Em outro ofício, o mesmo secretário também solicitou à Agência Nacional de Vigilância Sanitária – Anvisa acesso a banco de dados de relatórios de comercialização desses medicamentos. “Ressaltamos que as informações são fundamentais para previsão de impacto orçamentário para oferta por meio de ações ou programas da assistência farmacêutica”, afirmou Neto.
A reportagem apurou que Pazuello ainda espera que a distribuição no Farmácia Popular não seja necessária, pois, para ele, a “curva” de casos da doença deve cair “drasticamente” até o fim de setembro. O militar foi efetivado na terça-feira, 15, no cargo após quase quatro meses como interino.
Para o professor da Faculdade de Saúde Pública da USP e primeiro presidente da Anvisa, o médico Gonzalo Vecina, revela “ignorância” o estudo sobre a inclusão do “kit Covid” no Farmácia Popular. “Não tem explicação científica para uso destes medicamentos. Só um general para fazer isso”.
Vecina afirma que o programa reduz significativamente mortes e internações por doenças crônicas. “Graças ao acesso a um tratamento que não tem fim. É fundamental o Farmácia Popular. Estavam querendo acabar e agora vão colocar um produto que não tem efeito nenhum?”.

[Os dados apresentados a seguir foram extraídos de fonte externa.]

use chrono::{DateTime, Utc};
use std::sync::atomic::{AtomicU32, Ordering};
use std::sync::RwLock;

#[derive(Debug, Default)]
struct SessionState {
    token: Option<String>,
    started_at: Option<DateTime<Utc>>,
}

/// Per-user session state: the API bearer token and the failed-login
/// counter. Created once and handed to whatever needs it; `start` at login,
/// `clear` at logout.
#[derive(Debug, Default)]
pub struct SessionStore {
    state: RwLock<SessionState>,
    failed_logins: AtomicU32,
}

impl SessionStore {
    pub fn new() -> Self {
        Self::default()
    }

    /// Begin an authenticated session. Resets the failed-login counter.
    pub fn start(&self, token: impl Into<String>) {
        let mut state = self.state.write().unwrap_or_else(|e| e.into_inner());
        state.token = Some(token.into());
        state.started_at = Some(Utc::now());
        self.failed_logins.store(0, Ordering::SeqCst);
        tracing::debug!("Session started");
    }

    pub fn token(&self) -> Option<String> {
        self.state
            .read()
            .unwrap_or_else(|e| e.into_inner())
            .token
            .clone()
    }

    pub fn is_authenticated(&self) -> bool {
        self.token().is_some()
    }

    pub fn started_at(&self) -> Option<DateTime<Utc>> {
        self.state.read().unwrap_or_else(|e| e.into_inner()).started_at
    }

    /// Returns the new count.
    pub fn record_failed_login(&self) -> u32 {
        self.failed_logins.fetch_add(1, Ordering::SeqCst) + 1
    }

    pub fn failed_logins(&self) -> u32 {
        self.failed_logins.load(Ordering::SeqCst)
    }

    pub fn reset_failed_logins(&self) {
        self.failed_logins.store(0, Ordering::SeqCst);
    }

    /// Logout: drop the token and every counter.
    pub fn clear(&self) {
        let mut state = self.state.write().unwrap_or_else(|e| e.into_inner());
        *state = SessionState::default();
        self.failed_logins.store(0, Ordering::SeqCst);
        tracing::debug!("Session cleared");
    }
}
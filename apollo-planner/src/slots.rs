use std::collections::HashSet;

use crate::conflicts::ConflictDetector;
use crate::draft::DraftPlan;
use crate::interval::Interval;
use crate::time::{format_hhmm, parse_hhmm};
use crate::PlannerSettings;

/// Fixed grid of candidate start times offered by the time pickers.
#[derive(Debug, Clone, Copy, PartialEq, Eq)]
pub struct SlotGrid {
    pub day_start: u32,
    pub day_end: u32,
    pub step: u32,
}

impl SlotGrid {
    pub fn from_settings(settings: &PlannerSettings) -> Self {
        Self {
            day_start: settings.day_start_min,
            day_end: settings.day_end_min,
            step: settings.slot_step_min.max(1),
        }
    }

    /// Every start time from day start to day end inclusive.
    pub fn candidates(&self) -> Vec<String> {
        (self.day_start..=self.day_end)
            .step_by(self.step as usize)
            .map(format_hhmm)
            .collect()
    }
}

impl Default for SlotGrid {
    fn default() -> Self {
        Self::from_settings(&PlannerSettings::default())
    }
}

impl ConflictDetector {
    /// Start times a draft row may pick. The row's current time is always
    /// offered. Times already taken in the hall are dropped, and once a movie
    /// is chosen so is every time whose screening would overlap.
    pub fn available_times_for_row(
        &self,
        grid: &SlotGrid,
        plan: &DraftPlan,
        hall: u32,
        index: usize,
        current_time: Option<&str>,
    ) -> Vec<String> {
        let rows = plan.rows(hall);

        let mut used: HashSet<String> = self.used_existing_times(hall, None);
        used.extend(
            rows.iter()
                .enumerate()
                .filter(|(i, _)| *i != index)
                .map(|(_, r)| r.time.trim().to_string())
                .filter(|t| !t.is_empty()),
        );

        let duration = rows.get(index).and_then(|row| self.movie_duration(row.movie_id));

        let mut taken: Vec<Interval> = self.blocks_for_hall(hall).into_iter().map(|b| b.interval).collect();
        taken.extend(
            rows.iter()
                .enumerate()
                .filter(|(i, _)| *i != index)
                .filter_map(|(_, r)| self.row_interval(r)),
        );

        self.filter_candidates(grid, current_time, &used, duration, &taken)
    }

    /// Start times an existing showtime may be moved to within `hall`.
    pub fn available_times_for_existing(
        &self,
        grid: &SlotGrid,
        plan: &DraftPlan,
        hall: u32,
        schedule_id: i64,
        current_time: Option<&str>,
    ) -> Vec<String> {
        let rows = plan.rows(hall);

        let mut used = self.used_existing_times(hall, Some(schedule_id));
        used.extend(
            rows.iter()
                .map(|r| r.time.trim().to_string())
                .filter(|t| !t.is_empty()),
        );

        let duration = self
            .schedules()
            .iter()
            .find(|s| s.id == schedule_id)
            .and_then(|s| self.schedule_duration(s));

        let mut taken: Vec<Interval> = self
            .existing_for_hall(hall)
            .filter(|s| s.id != schedule_id)
            .filter_map(|s| self.schedule_interval(s))
            .collect();
        taken.extend(rows.iter().filter_map(|r| self.row_interval(r)));

        self.filter_candidates(grid, current_time, &used, duration, &taken)
    }

    fn used_existing_times(&self, hall: u32, except: Option<i64>) -> HashSet<String> {
        self.existing_for_hall(hall)
            .filter(|s| Some(s.id) != except)
            .map(|s| s.time.trim().to_string())
            .filter(|t| !t.is_empty())
            .collect()
    }

    fn filter_candidates(
        &self,
        grid: &SlotGrid,
        current_time: Option<&str>,
        used: &HashSet<String>,
        duration: Option<u32>,
        taken: &[Interval],
    ) -> Vec<String> {
        let current = current_time.unwrap_or("");
        grid.candidates()
            .into_iter()
            .filter(|slot| {
                if slot == current {
                    return true;
                }
                if used.contains(slot) {
                    return false;
                }
                let (Some(duration), Some(start)) = (duration, parse_hhmm(slot)) else {
                    return true;
                };
                let candidate = Interval::new(start, duration, self.cleaning_buffer());
                !taken.iter().any(|t| candidate.overlaps(t))
            })
            .collect()
    }
}
use apollo_shared::{CheckoutSession, CheckoutSessionRequest};
use async_trait::async_trait;

use crate::gateway::GatewayResult;

/// Hosted checkout provider, reached through the ticketing API.
#[async_trait]
pub trait PaymentGateway: Send + Sync {
    /// Create a payment session for the given seats. The API releases the
    /// seat holds itself once the payment is confirmed.
    async fn create_checkout_session(
        &self,
        request: &CheckoutSessionRequest,
    ) -> GatewayResult<CheckoutSession>;
}

/// Payment gateway that accepts every request, for local runs without a
/// payment provider.
pub struct MockPaymentGateway;

#[async_trait]
impl PaymentGateway for MockPaymentGateway {
    async fn create_checkout_session(
        &self,
        request: &CheckoutSessionRequest,
    ) -> GatewayResult<CheckoutSession> {
        let id = format!("mock_cs_{}", uuid::Uuid::new_v4().simple());
        tracing::info!(
            schedule_id = request.schedule_id,
            seats = request.seats.len(),
            "Mock checkout session {}",
            id
        );
        Ok(CheckoutSession {
            url: format!("https://checkout.invalid/{}", id),
            id,
        })
    }
}
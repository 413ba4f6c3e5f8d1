use apollo_shared::SeatCoord;
use std::collections::HashSet;

/// Venue layout for one hall plus the seats currently held by anyone.
#[derive(Debug, Clone, Default)]
pub struct SeatMap {
    /// `layout[row][col]` is false where there is no seat (aisle, broken seat).
    layout: Vec<Vec<bool>>,
    blocked: HashSet<SeatCoord>,
}

impl SeatMap {
    pub fn new(layout: Vec<Vec<bool>>) -> Self {
        Self {
            layout,
            blocked: HashSet::new(),
        }
    }

    /// Rectangular hall with the listed positions missing.
    pub fn with_dimensions(rows: u32, cols: u32, unavailable: &[SeatCoord]) -> Self {
        let layout = (0..rows)
            .map(|r| {
                (0..cols)
                    .map(|c| !unavailable.contains(&SeatCoord::new(r, c)))
                    .collect()
            })
            .collect();
        Self::new(layout)
    }

    pub fn rows(&self) -> u32 {
        self.layout.len() as u32
    }

    pub fn cols(&self, row: u32) -> u32 {
        self.layout.get(row as usize).map_or(0, |r| r.len() as u32)
    }

    /// True if the layout has a seat at this position. Out of range is false.
    pub fn exists(&self, row: u32, col: u32) -> bool {
        self.layout
            .get(row as usize)
            .and_then(|r| r.get(col as usize))
            .copied()
            .unwrap_or(false)
    }

    pub fn is_blocked(&self, row: u32, col: u32) -> bool {
        self.blocked.contains(&SeatCoord::new(row, col))
    }

    pub fn is_seat_available(&self, row: u32, col: u32) -> bool {
        self.exists(row, col) && !self.is_blocked(row, col)
    }

    /// Swap in the server's blocked set wholesale.
    pub fn replace_blocked(&mut self, blocked: impl IntoIterator<Item = SeatCoord>) {
        self.blocked = blocked.into_iter().collect();
    }

    pub fn blocked(&self) -> &HashSet<SeatCoord> {
        &self.blocked
    }

    pub fn available_count(&self) -> usize {
        self.layout
            .iter()
            .enumerate()
            .map(|(r, row)| {
                row.iter()
                    .enumerate()
                    .filter(|(c, seat)| **seat && !self.is_blocked(r as u32, *c as u32))
                    .count()
            })
            .sum()
    }
}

Ação no Supremo – Para a CNTS, a inclusão do kit Covid-19 no Farmácia Popular é preocupante, pois os medicamentos não possuem eficácia comprovada contra a doença e representa risco aos usuários. “Essas as drogas se mostraram ineficazes, e até maléficas, para o tratamento em qualquer estágio da doença. Essa é a evidência científica robusta que existe hoje”.
Em maio, a Confederação Nacional dos Trabalhadores na Saúde e a Federação Nacional dos Farmacêuticos – Fenafar ingressaram com ação no Supremo Tribunal Federal – STF requerendo a suspensão imediata do protocolo do Ministério da Saúde que permite o uso da cloroquina e hidroxicloroquina no tratamento da Covid-19, mesmo para casos leves da doença.
Na Arguição de Descumprimento de Preceito Fundamental – ADPF 707, as entidades também lembram que até mesmo a Organização Mundial da Saúde – OMS suspendeu testes com hidroxicloroquina e cloroquina em pacientes com Covid-19 após estudo mostrar que a droga não mostra eficácia contra a doença e representa risco de arritmia cardíaca aos usuários, entre outros efeitos colaterais.
Além disso, o próprio Conselho Nacional de Saúde do Ministério da Saúde editou em 22 de maio, Resolução recomendando a suspensão imediata das orientações do Ministério da Saúde afirmando que “a adoção da cloroquina/hidroxicloroquina é uma decisão política tomada por não especialistas em saúde” e sem “respaldo científico”.
A CNTS reforça que nenhum profissional da saúde é contra qualquer tipo de tratamento, somos todos a favor de encontrar o melhor tratamento possível, mas sempre com bases em evidências científicas sólidas. E os estudos mais sérios até agora já feitos, seguindo todas as diretrizes médicas e científicas, mostraram que os medicamentos não possuem eficácia comprovada contra a Covid-19, e seu uso pode acarretar no aumento do risco de morte das pessoas que apresentam comorbidades e maior vulnerabilidade à doença.